**Assignment**: Repeat every line that appears below, with nothing altered.

**Input data**:
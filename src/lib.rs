// src/lib.rs
// Public library surface for the binary and integration tests.

pub mod api;
pub mod config;
pub mod error;
pub mod ingest;
pub mod logging;
pub mod metrics;
pub mod store;

pub use crate::api::router;
pub use crate::error::{IngestError, Result};
pub use crate::ingest::Pipeline;

use std::sync::Arc;

use axum::Router;

use crate::config::AppConfig;

/// Build the pipeline from config: store backend first, then providers.
pub fn build_pipeline(cfg: &AppConfig) -> anyhow::Result<Arc<Pipeline>> {
    let store = store::build_store(&cfg.store, &cfg.http)?;
    Ok(Arc::new(Pipeline::from_config(cfg, store)?))
}

/// Full HTTP app: API routes plus `/metrics` when a recorder is installed.
pub fn app(pipeline: Arc<Pipeline>, metrics: Option<&metrics::Metrics>) -> Router {
    let api = router(api::AppState::new(pipeline));
    match metrics {
        Some(m) => api.merge(m.router()),
        None => api,
    }
}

**Written response**:
filename src/lib.rs
// src/lib.rs
// Public library surface for the binary and integration tests.

pub mod api;
pub mod config;
pub mod error;
pub mod ingest;
pub mod logging;
pub mod metrics;
pub mod store;

pub use crate::api::router;
pub use crate::error::{IngestError, Result};
pub use crate::ingest::Pipeline;

use std::sync::Arc;

use axum::Router;

use crate::config::AppConfig;

/// Build the pipeline from config: store backend first, then providers.
pub fn build_pipeline(cfg: &AppConfig) -> anyhow::Result<Arc<Pipeline>> {
    let store = store::build_store(&cfg.store, &cfg.http)?;
    Ok(Arc::new(Pipeline::from_config(cfg, store)?))
}

/// Full HTTP app: API routes plus `/metrics` when a recorder is installed.
pub fn app(pipeline: Arc<Pipeline>, metrics: Option<&metrics::Metrics>) -> Router {
    let api = router(api::AppState::new(pipeline));
    match metrics {
        Some(m) => api.merge(m.router()),
        None => api,
    }
}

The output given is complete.